Hauptsache, wir sind gesund.

Von Uruguay lernen.

Heute gelesen. In einer Computerzeitschrift.

Uruguay: Schüler-Laptops

Jedes Schulkind in Uruguay besitzt nun einen XO-Laptop im Wert von 260 Dollar. Uruguay schließt damit als erstes Land das One-Laptop-per-Child- Programm ab, 362.000 Stück wurden verteilt.

Das kleine Land am Rio del la Plata kennen wir allenfalls als Nation von Viehzüchtern, oder, die Älteren jedenfalls, als Land, das deutschen Nazis bereitwillig Zuflucht gewährte. Uruguay nun als Land registrieren zu müssen, das bildungspolitische Anstrengungen besser bewältigt als die reiche Bundesrepublik, das muß doch den Regierungen in Bund und Ländern die Schamesröte ins Gesicht schießen lassen. Bei uns streitet man noch darüber, ob die Eltern die Farbe auch bezahlen müssen, die sie an die Wände der Schulen streichen, in denen ihre Kinder lernen sollen. Und im Süden Amerikas, eingeklemmt zwischen Brasilien und Argentinien, haben alle Schulkinder einen Laptop. Na bravo.

Ach ja: Der Besuch der Schulen und Universitäten und sämtlicher Weiterbildungseinrichtungen in Uruguay ist kostenlos.
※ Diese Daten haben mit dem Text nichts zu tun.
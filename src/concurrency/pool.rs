use crate::error::{DrillError, Result};
use crossbeam::channel::{self, Receiver, Sender};
use std::panic::{self, AssertUnwindSafe};
use std::thread::{self, JoinHandle};
use tracing::{debug, warn};

type Job = Box<dyn FnOnce() + Send + 'static>;

struct Worker {
    name: String,
    thread: JoinHandle<()>,
}

impl Worker {
    fn spawn(id: usize, receiver: Receiver<Job>) -> Result<Self> {
        let name = format!("drills-worker-{id}");
        let thread = thread::Builder::new().name(name.clone()).spawn(move || {
            for job in receiver.iter() {
                debug!(worker = id, "executing job");
                // A panicking job must not take the worker down with it.
                if panic::catch_unwind(AssertUnwindSafe(job)).is_err() {
                    warn!(worker = id, "job panicked");
                }
            }
            debug!(worker = id, "shutting down");
        })?;
        Ok(Self { name, thread })
    }
}

/// Result of a submitted job.
pub struct JobHandle<R> {
    result: Receiver<R>,
}

impl<R> JobHandle<R> {
    /// Blocks until the job finishes. `ChannelClosed` if it panicked.
    pub fn join(self) -> Result<R> {
        self.result.recv().map_err(|_| DrillError::ChannelClosed)
    }
}

/// Fixed set of named worker threads sharing one job channel.
pub struct WorkerPool {
    sender: Option<Sender<Job>>,
    workers: Vec<Worker>,
}

impl WorkerPool {
    pub fn new(size: usize) -> Result<Self> {
        if size == 0 {
            return Err(DrillError::InvalidCapacity { capacity: size });
        }
        let (sender, receiver) = channel::unbounded::<Job>();
        let workers = (0..size)
            .map(|id| Worker::spawn(id, receiver.clone()))
            .collect::<Result<Vec<_>>>()?;

        Ok(Self {
            sender: Some(sender),
            workers,
        })
    }

    pub fn submit<F, R>(&self, job: F) -> Result<JobHandle<R>>
    where
        F: FnOnce() -> R + Send + 'static,
        R: Send + 'static,
    {
        let (tx, rx) = channel::bounded(1);
        let sender = self.sender.as_ref().ok_or(DrillError::ChannelClosed)?;
        sender
            .send(Box::new(move || {
                let _ = tx.send(job());
            }))
            .map_err(|_| DrillError::ChannelClosed)?;
        Ok(JobHandle { result: rx })
    }

    pub fn size(&self) -> usize {
        self.workers.len()
    }

    pub fn worker_names(&self) -> Vec<&str> {
        self.workers.iter().map(|w| w.name.as_str()).collect()
    }

    /// Stops accepting jobs, lets queued jobs finish, and joins every worker.
    pub fn shutdown(mut self) {
        self.stop();
    }

    fn stop(&mut self) {
        // Dropping the sender ends each worker's receive loop.
        self.sender.take();
        for worker in self.workers.drain(..) {
            if worker.thread.join().is_err() {
                warn!(worker = %worker.name, "worker thread panicked");
            }
        }
    }
}

impl Drop for WorkerPool {
    fn drop(&mut self) {
        self.stop();
    }
}

/// Runs `tasks` jobs on a pool of `workers` threads.
/// Returns `(task_id, worker_name)` pairs ordered by task id.
pub fn run_tasks(workers: usize, tasks: usize) -> Result<Vec<(usize, String)>> {
    let pool = WorkerPool::new(workers)?;
    let handles = (1..=tasks)
        .map(|task_id| {
            pool.submit(move || {
                let name = thread::current().name().unwrap_or("unnamed").to_string();
                (task_id, name)
            })
        })
        .collect::<Result<Vec<_>>>()?;

    let mut results = handles
        .into_iter()
        .map(JobHandle::join)
        .collect::<Result<Vec<_>>>()?;
    pool.shutdown();

    results.sort_by_key(|(task_id, _)| *task_id);
    Ok(results)
}
//! Searching, sorting and integer drills.

pub mod numbers;
pub mod search;
pub mod sort;

pub use search::{binary_search, linear_search, lower_bound, upper_bound};
pub use sort::{
    bubble_sort, insertion_sort, merge_sort, parallel_sort, quick_sort, selection_sort,
    SortAlgorithm,
};
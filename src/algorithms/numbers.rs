use crate::error::{DrillError, Result};

pub const MINIMUM_VOTING_AGE: u32 = 18;

// =============================================================================
// Predicates
// =============================================================================

pub fn is_even(n: i64) -> bool {
    n % 2 == 0
}

pub fn is_leap_year(year: i32) -> bool {
    (year % 4 == 0 && year % 100 != 0) || year % 400 == 0
}

pub fn is_prime(n: u64) -> bool {
    if n < 2 {
        return false;
    }
    if n < 4 {
        return true;
    }
    if n % 2 == 0 {
        return false;
    }
    let mut i = 3u64;
    while i.saturating_mul(i) <= n {
        if n % i == 0 {
            return false;
        }
        i += 2;
    }
    true
}

pub fn is_palindrome_number(n: u64) -> bool {
    let mut rest = n;
    let mut reversed: u128 = 0;
    while rest != 0 {
        reversed = reversed * 10 + u128::from(rest % 10);
        rest /= 10;
    }
    reversed == u128::from(n)
}

/// Sum of each digit raised to the digit count equals the number (153, 9474).
pub fn is_armstrong(n: u64) -> bool {
    let digits = digit_count(n);
    let mut rest = n;
    let mut sum: u128 = 0;
    while rest != 0 {
        sum += u128::from(rest % 10).pow(digits);
        rest /= 10;
    }
    sum == u128::from(n)
}

/// Equal to the sum of its proper divisors (6, 28, 496).
pub fn is_perfect_number(n: u64) -> bool {
    if n < 2 {
        return false;
    }
    let mut sum: u128 = 1;
    let mut i = 2u64;
    while i.saturating_mul(i) <= n {
        if n % i == 0 {
            sum += u128::from(i);
            let pair = n / i;
            if pair != i {
                sum += u128::from(pair);
            }
        }
        i += 1;
    }
    sum == u128::from(n)
}

pub fn is_perfect_square(n: u64) -> bool {
    let root = isqrt(u128::from(n));
    root * root == u128::from(n)
}

/// `n` is Fibonacci iff `5n² + 4` or `5n² - 4` is a perfect square.
pub fn is_fibonacci(n: u64) -> bool {
    let five_sq = u128::from(n)
        .checked_mul(u128::from(n))
        .and_then(|sq| sq.checked_mul(5));

    match five_sq {
        Some(v) => {
            let square = |x: u128| {
                let r = isqrt(x);
                r * r == x
            };
            v.checked_add(4).is_some_and(square) || (v >= 4 && square(v - 4))
        }
        // Beyond u128 range: walk the sequence instead.
        None => fibonacci(usize::MAX).into_iter().any(|f| f == n),
    }
}

fn isqrt(n: u128) -> u128 {
    if n < 2 {
        return n;
    }
    let mut x = n;
    let mut y = x / 2 + x % 2;
    while y < x {
        x = y;
        y = (x + n / x) / 2;
    }
    x
}

fn digit_count(n: u64) -> u32 {
    if n == 0 {
        1
    } else {
        n.ilog10() + 1
    }
}

// =============================================================================
// Sequences
// =============================================================================

/// First `n` Fibonacci terms, truncated where the next term overflows `u64`.
pub fn fibonacci(n: usize) -> Vec<u64> {
    let mut terms = Vec::new();
    let (mut a, mut b) = (0u64, 1u64);
    while terms.len() < n {
        terms.push(a);
        match a.checked_add(b) {
            Some(next) => {
                a = b;
                b = next;
            }
            None => {
                if terms.len() < n {
                    terms.push(b);
                }
                break;
            }
        }
    }
    terms
}

/// Sieve of Eratosthenes over `2..=limit`.
pub fn primes_up_to(limit: usize) -> Vec<usize> {
    if limit < 2 {
        return Vec::new();
    }
    let mut composite = vec![false; limit + 1];
    let mut i = 2;
    while i * i <= limit {
        if !composite[i] {
            let mut multiple = i * i;
            while multiple <= limit {
                composite[multiple] = true;
                multiple += i;
            }
        }
        i += 1;
    }
    (2..=limit).filter(|&n| !composite[n]).collect()
}

// =============================================================================
// Arithmetic
// =============================================================================

pub fn factorial(n: u64) -> Option<u64> {
    (1..=n).try_fold(1u64, |acc, x| acc.checked_mul(x))
}

pub fn gcd(mut a: u64, mut b: u64) -> u64 {
    while b != 0 {
        let t = a % b;
        a = b;
        b = t;
    }
    a
}

pub fn lcm(a: u64, b: u64) -> Option<u64> {
    if a == 0 || b == 0 {
        return Some(0);
    }
    (a / gcd(a, b)).checked_mul(b)
}

/// Square-and-multiply exponentiation, `None` on overflow.
pub fn power(base: i64, exp: u32) -> Option<i64> {
    let mut result: i64 = 1;
    let mut b = base;
    let mut e = exp;
    while e > 0 {
        if e & 1 == 1 {
            result = result.checked_mul(b)?;
        }
        e >>= 1;
        if e > 0 {
            b = b.checked_mul(b)?;
        }
    }
    Some(result)
}

pub fn sum_of_digits(mut n: u64) -> u64 {
    let mut sum = 0;
    while n != 0 {
        sum += n % 10;
        n /= 10;
    }
    sum
}

/// 1 + 2 + ... + n. `None` when the sum does not fit in `u64`.
pub fn sum_of_naturals(n: u64) -> Option<u64> {
    let n = u128::from(n);
    u64::try_from(n * (n + 1) / 2).ok()
}

/// Reverses the decimal digits, keeping the sign. `None` on overflow.
pub fn reverse_integer(mut n: i64) -> Option<i64> {
    let mut reversed: i64 = 0;
    while n != 0 {
        // `%` keeps the dividend's sign, so negatives reverse as negatives.
        reversed = reversed.checked_mul(10)?.checked_add(n % 10)?;
        n /= 10;
    }
    Some(reversed)
}

#[derive(Debug, Clone, Copy, PartialEq, Eq)]
pub enum Sign {
    Positive,
    Negative,
    Zero,
}

pub fn sign(n: i64) -> Sign {
    match n {
        0 => Sign::Zero,
        n if n > 0 => Sign::Positive,
        _ => Sign::Negative,
    }
}

/// Integer division that reports a zero divisor instead of panicking.
pub fn divide(a: i64, b: i64) -> Result<i64> {
    if b == 0 {
        return Err(DrillError::DivisionByZero);
    }
    Ok(a.saturating_div(b))
}

pub fn check_voting_age(age: u32) -> Result<()> {
    if age < MINIMUM_VOTING_AGE {
        return Err(DrillError::Underage {
            age,
            minimum: MINIMUM_VOTING_AGE,
        });
    }
    Ok(())
}

#[cfg(test)]
mod tests {
    use super::*;

    #[test]
    fn test_even_and_leap() {
        assert!(is_even(10));
        assert!(!is_even(-3));
        assert!(is_leap_year(2024));
        assert!(is_leap_year(2000));
        assert!(!is_leap_year(1900));
        assert!(!is_leap_year(2023));
    }

    #[test]
    fn test_primes() {
        assert!(is_prime(29));
        assert!(is_prime(2));
        assert!(!is_prime(1));
        assert!(!is_prime(91));
        assert_eq!(primes_up_to(20), vec![2, 3, 5, 7, 11, 13, 17, 19]);
        assert_eq!(primes_up_to(100).len(), 25);
        assert!(primes_up_to(1).is_empty());
    }

    #[test]
    fn test_palindrome_and_armstrong() {
        assert!(is_palindrome_number(121));
        assert!(is_palindrome_number(0));
        assert!(!is_palindrome_number(123));
        assert!(!is_palindrome_number(u64::MAX));
        assert!(is_armstrong(153));
        assert!(is_armstrong(9474));
        assert!(is_armstrong(7));
        assert!(!is_armstrong(154));
    }

    #[test]
    fn test_perfect_numbers_and_squares() {
        assert!(is_perfect_number(6));
        assert!(is_perfect_number(28));
        assert!(!is_perfect_number(12));
        assert!(!is_perfect_number(1));
        assert!(is_perfect_square(49));
        assert!(is_perfect_square(0));
        assert!(!is_perfect_square(50));
        assert!(is_perfect_square(u64::from(u32::MAX) * u64::from(u32::MAX)));
    }

    #[test]
    fn test_fibonacci() {
        assert_eq!(fibonacci(10), vec![0, 1, 1, 2, 3, 5, 8, 13, 21, 34]);
        assert!(fibonacci(0).is_empty());
        assert!(fibonacci(500).len() < 500);
        assert!(is_fibonacci(21));
        assert!(is_fibonacci(0));
        assert!(is_fibonacci(1));
        assert!(!is_fibonacci(22));
        assert!(is_fibonacci(12_200_160_415_121_876_738));
    }

    #[test]
    fn test_arithmetic() {
        assert_eq!(factorial(5), Some(120));
        assert_eq!(factorial(0), Some(1));
        assert_eq!(factorial(21), None);
        assert_eq!(gcd(54, 24), 6);
        assert_eq!(gcd(7, 0), 7);
        assert_eq!(lcm(4, 6), Some(12));
        assert_eq!(lcm(0, 6), Some(0));
        assert_eq!(lcm(u64::MAX, u64::MAX - 1), None);
        assert_eq!(power(2, 10), Some(1024));
        assert_eq!(power(-3, 3), Some(-27));
        assert_eq!(power(5, 0), Some(1));
        assert_eq!(power(10, 19), None);
        assert_eq!(sum_of_digits(12345), 15);
    }

    #[test]
    fn test_sum_of_naturals() {
        assert_eq!(sum_of_naturals(10), Some(55));
        assert_eq!(sum_of_naturals(0), Some(0));
        assert_eq!(sum_of_naturals(6_074_000_999), Some(18_446_744_070_963_499_500));
        assert_eq!(sum_of_naturals(6_074_001_000), None);
        assert_eq!(sum_of_naturals(u64::MAX), None);
    }

    #[test]
    fn test_reverse_integer() {
        assert_eq!(reverse_integer(12345), Some(54321));
        assert_eq!(reverse_integer(-120), Some(-21));
        assert_eq!(reverse_integer(0), Some(0));
        assert_eq!(reverse_integer(i64::MAX), None);
    }

    #[test]
    fn test_sign() {
        assert_eq!(sign(5), Sign::Positive);
        assert_eq!(sign(-5), Sign::Negative);
        assert_eq!(sign(0), Sign::Zero);
    }

    #[test]
    fn test_errors_instead_of_exceptions() {
        assert_eq!(divide(10, 3).unwrap(), 3);
        assert!(matches!(divide(1, 0), Err(DrillError::DivisionByZero)));
        assert_eq!(divide(i64::MIN, -1).unwrap(), i64::MAX);

        let err = check_voting_age(16).unwrap_err();
        assert_eq!(err.to_string(), "age 16 is under the minimum of 18");
        assert!(check_voting_age(18).is_ok());
    }
}
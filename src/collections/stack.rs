use crate::error::{DrillError, Result};

/// Fixed-capacity LIFO stack.
#[derive(Debug, Clone)]
pub struct BoundedStack<T> {
    items: Vec<T>,
    capacity: usize,
}

impl<T> BoundedStack<T> {
    pub fn new(capacity: usize) -> Result<Self> {
        if capacity == 0 {
            return Err(DrillError::InvalidCapacity { capacity });
        }
        Ok(Self {
            items: Vec::with_capacity(capacity),
            capacity,
        })
    }

    pub fn push(&mut self, item: T) -> Result<()> {
        if self.items.len() == self.capacity {
            return Err(DrillError::StackOverflow {
                capacity: self.capacity,
            });
        }
        self.items.push(item);
        Ok(())
    }

    pub fn pop(&mut self) -> Result<T> {
        self.items.pop().ok_or(DrillError::StackUnderflow)
    }

    pub fn peek(&self) -> Option<&T> {
        self.items.last()
    }

    pub fn len(&self) -> usize {
        self.items.len()
    }

    pub fn is_empty(&self) -> bool {
        self.items.is_empty()
    }

    pub fn is_full(&self) -> bool {
        self.items.len() == self.capacity
    }

    pub fn capacity(&self) -> usize {
        self.capacity
    }
}
use crate::error::{DrillError, Result};
use serde::{Deserialize, Serialize};
use std::fs;
use std::path::Path;

pub const LOG_LEVELS: [&str; 5] = ["trace", "debug", "info", "warn", "error"];

// =============================================================================
// Sections
// =============================================================================

#[derive(Debug, Clone, PartialEq, Serialize, Deserialize)]
#[serde(default)]
pub struct CacheConfig {
    pub capacity: usize,
}

impl Default for CacheConfig {
    fn default() -> Self {
        Self { capacity: 2 }
    }
}

#[derive(Debug, Clone, PartialEq, Serialize, Deserialize)]
#[serde(default)]
pub struct QueueConfig {
    pub capacity: usize,
    pub items: u32,
}

impl Default for QueueConfig {
    fn default() -> Self {
        Self {
            capacity: 2,
            items: 5,
        }
    }
}

#[derive(Debug, Clone, PartialEq, Serialize, Deserialize)]
#[serde(default)]
pub struct PoolConfig {
    pub workers: usize,
}

impl Default for PoolConfig {
    fn default() -> Self {
        Self { workers: 2 }
    }
}

#[derive(Debug, Clone, PartialEq, Serialize, Deserialize)]
#[serde(default)]
pub struct LogConfig {
    pub level: String,
}

impl Default for LogConfig {
    fn default() -> Self {
        Self {
            level: "info".to_string(),
        }
    }
}

// =============================================================================
// Top-level config
// =============================================================================

#[derive(Debug, Clone, Default, PartialEq, Serialize, Deserialize)]
#[serde(default)]
pub struct DrillsConfig {
    pub cache: CacheConfig,
    pub queue: QueueConfig,
    pub pool: PoolConfig,
    pub log: LogConfig,
}

impl DrillsConfig {
    pub fn from_toml_str(content: &str) -> Result<Self> {
        let config: DrillsConfig = toml::from_str(content)?;
        config.validate()?;
        Ok(config)
    }

    pub fn load(path: &Path) -> Result<Self> {
        let content = fs::read_to_string(path).map_err(|err| {
            DrillError::Config(format!("failed to read {}: {err}", path.display()))
        })?;
        Self::from_toml_str(&content)
    }

    pub fn validate(&self) -> Result<()> {
        if self.cache.capacity == 0 {
            return Err(DrillError::Config("cache.capacity must be > 0".into()));
        }
        if self.queue.capacity == 0 {
            return Err(DrillError::Config("queue.capacity must be > 0".into()));
        }
        if self.pool.workers == 0 {
            return Err(DrillError::Config("pool.workers must be > 0".into()));
        }
        let level = self.log.level.to_ascii_lowercase();
        if !LOG_LEVELS.contains(&level.as_str()) {
            return Err(DrillError::Config(format!(
                "log.level '{}' is not one of {}",
                self.log.level,
                LOG_LEVELS.join(", ")
            )));
        }
        Ok(())
    }

    pub fn to_toml_string(&self) -> Result<String> {
        toml::to_string_pretty(self).map_err(|err| DrillError::Config(err.to_string()))
    }
}

#[cfg(test)]
mod tests {
    use super::*;
    use std::io::Write;

    #[test]
    fn test_defaults_match_samples() {
        let config = DrillsConfig::default();
        assert_eq!(config.cache.capacity, 2);
        assert_eq!(config.queue.capacity, 2);
        assert_eq!(config.queue.items, 5);
        assert_eq!(config.pool.workers, 2);
        assert_eq!(config.log.level, "info");
        assert!(config.validate().is_ok());
    }

    #[test]
    fn test_partial_toml_falls_back_to_defaults() {
        let config = DrillsConfig::from_toml_str("[cache]\ncapacity = 8\n").unwrap();
        assert_eq!(config.cache.capacity, 8);
        assert_eq!(config.queue, QueueConfig::default());
    }

    #[test]
    fn test_rejects_zero_capacity() {
        let err = DrillsConfig::from_toml_str("[queue]\ncapacity = 0\n").unwrap_err();
        assert!(err.to_string().contains("queue.capacity"));
    }

    #[test]
    fn test_rejects_unknown_level() {
        let err = DrillsConfig::from_toml_str("[log]\nlevel = \"loud\"\n").unwrap_err();
        assert!(matches!(err, DrillError::Config(_)));
    }

    #[test]
    fn test_load_from_file() {
        let mut file = tempfile::NamedTempFile::new().unwrap();
        writeln!(file, "[pool]\nworkers = 4").unwrap();
        let config = DrillsConfig::load(file.path()).unwrap();
        assert_eq!(config.pool.workers, 4);
    }

    #[test]
    fn test_toml_output_reloads() {
        let config = DrillsConfig::default();
        let text = config.to_toml_string().unwrap();
        assert_eq!(DrillsConfig::from_toml_str(&text).unwrap(), config);
    }
}
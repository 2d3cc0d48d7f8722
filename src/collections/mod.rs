pub mod lru;
pub mod queue;
pub mod stack;

pub use lru::{CacheStats, LruCache};
pub use queue::ArrayQueue;
pub use stack::BoundedStack;
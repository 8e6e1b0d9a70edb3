//! Thread-safe handoff buffers connecting pipeline stages
//!
//! - [`HandoffQueue`]: unbounded FIFO for packets and frames
//! - [`BoundedByteRing`]: byte ring feeding the audio output
//! - [`BoundedItemRing`]: bounded frame buffer when backpressure is wanted
//!
//! Each buffer serves exactly one producer and one consumer. The endpoint
//! handles enforce that: each role can be claimed once, and dropping a
//! producer endpoint marks the buffer finished so the consumer never waits on
//! a stage that has already left.

pub mod byte_ring;
pub mod flag;
pub mod item_ring;
pub mod queue;

pub use byte_ring::{BoundedByteRing, RingReader, RingWriter};
pub use flag::CompletionFlag;
pub use item_ring::{BoundedItemRing, RingReceiver, RingSender};
pub use queue::{HandoffQueue, QueueConsumer, QueueProducer};

/// Producing end of an item transport, whichever buffer backs it.
pub trait Outlet<T>: Send {
    /// Hand `item` downstream. Returns the item if the consumer is gone.
    fn send(&mut self, item: T) -> Result<(), T>;
}

/// Consuming end of an item transport.
pub trait Inlet<T>: Send {
    /// Next item, blocking as needed. `None` means end-of-stream.
    fn recv(&mut self) -> Option<T>;
}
Im Land der Dichter und Denker

Heute ist wieder Welt-Alphabetisierungstag. Wie in jedem Jahr wird heute die Zahl von vier Millionen Menschen publiziert, die in Deutschland als Analphabeten gelten müssen. Weil sie einfachsten schriftsprachlichen Anforderungen ausweichen müssen. Etwa den Beipackzettel eines Medikaments nicht erfassen, ein Rezept nicht lesen können, einen Fahrplan nicht verstehen. Die Kulturnation Deutschland, das Land der Dichter und Denker, leistet sich Millionen Menschen, die sich verstecken (müssen), weil sie in der Schule scheiterten, weil sie nicht gefördert wurden. Und halst sie den Volkshochschulen auf, der einzig nennenswerten Einrichtung, die sich bemüht, ein flächendeckendes Angebot für Menschen vorzuhalten, die der Schriftsprache nicht in ausreichendem Maße mächtig sind. Ein permanenter Bildungsskandal.

Geiz ist geil – Bildung

Die Ausgaben für Bildung in Deutschland machen lediglich einen Anteil von 4,8 Prozent des Bruttoinlandsproduktes aus, wie eine erneute OECD-Studie ergibt. Nur die Türkei, die Slowakei, Spanien und Irland stehen noch schlechter da als Deutschland.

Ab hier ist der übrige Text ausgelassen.